Stored data
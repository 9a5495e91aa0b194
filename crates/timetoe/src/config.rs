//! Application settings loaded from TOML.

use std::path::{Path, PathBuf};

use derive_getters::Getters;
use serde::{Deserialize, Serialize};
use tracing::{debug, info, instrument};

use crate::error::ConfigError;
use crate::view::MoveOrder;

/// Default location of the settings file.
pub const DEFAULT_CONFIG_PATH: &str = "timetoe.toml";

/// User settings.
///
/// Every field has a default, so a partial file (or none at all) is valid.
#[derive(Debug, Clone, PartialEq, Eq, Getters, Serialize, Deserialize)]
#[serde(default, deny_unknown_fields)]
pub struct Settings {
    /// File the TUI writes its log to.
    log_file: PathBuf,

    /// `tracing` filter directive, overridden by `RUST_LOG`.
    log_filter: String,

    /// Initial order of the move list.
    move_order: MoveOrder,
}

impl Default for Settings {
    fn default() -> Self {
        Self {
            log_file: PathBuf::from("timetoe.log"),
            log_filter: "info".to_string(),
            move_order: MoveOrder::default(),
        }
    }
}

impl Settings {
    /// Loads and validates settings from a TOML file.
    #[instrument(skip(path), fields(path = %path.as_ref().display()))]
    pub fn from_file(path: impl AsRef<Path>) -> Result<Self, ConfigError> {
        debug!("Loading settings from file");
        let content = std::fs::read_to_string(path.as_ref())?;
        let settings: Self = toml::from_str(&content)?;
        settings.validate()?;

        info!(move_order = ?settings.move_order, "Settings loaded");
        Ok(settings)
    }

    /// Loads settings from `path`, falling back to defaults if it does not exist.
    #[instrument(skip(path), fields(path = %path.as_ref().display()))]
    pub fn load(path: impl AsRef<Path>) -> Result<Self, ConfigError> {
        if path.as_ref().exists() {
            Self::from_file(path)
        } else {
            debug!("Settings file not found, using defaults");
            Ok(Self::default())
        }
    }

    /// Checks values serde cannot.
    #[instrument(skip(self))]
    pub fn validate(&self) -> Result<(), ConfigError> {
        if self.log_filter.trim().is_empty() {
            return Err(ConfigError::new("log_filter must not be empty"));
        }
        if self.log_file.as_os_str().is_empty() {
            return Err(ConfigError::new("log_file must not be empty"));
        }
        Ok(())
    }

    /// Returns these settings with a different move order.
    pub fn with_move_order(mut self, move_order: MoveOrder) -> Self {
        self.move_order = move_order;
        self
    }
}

▶ _WHAT YOU NEED TO DO_: Copy each line from the entries above that has the word "defaults" in it.

▶ _RESPONSE FOR THIS EXERCISE_:
    /// Loads settings from `path`, falling back to defaults if it does not exist.
            debug!("Settings file not found, using defaults");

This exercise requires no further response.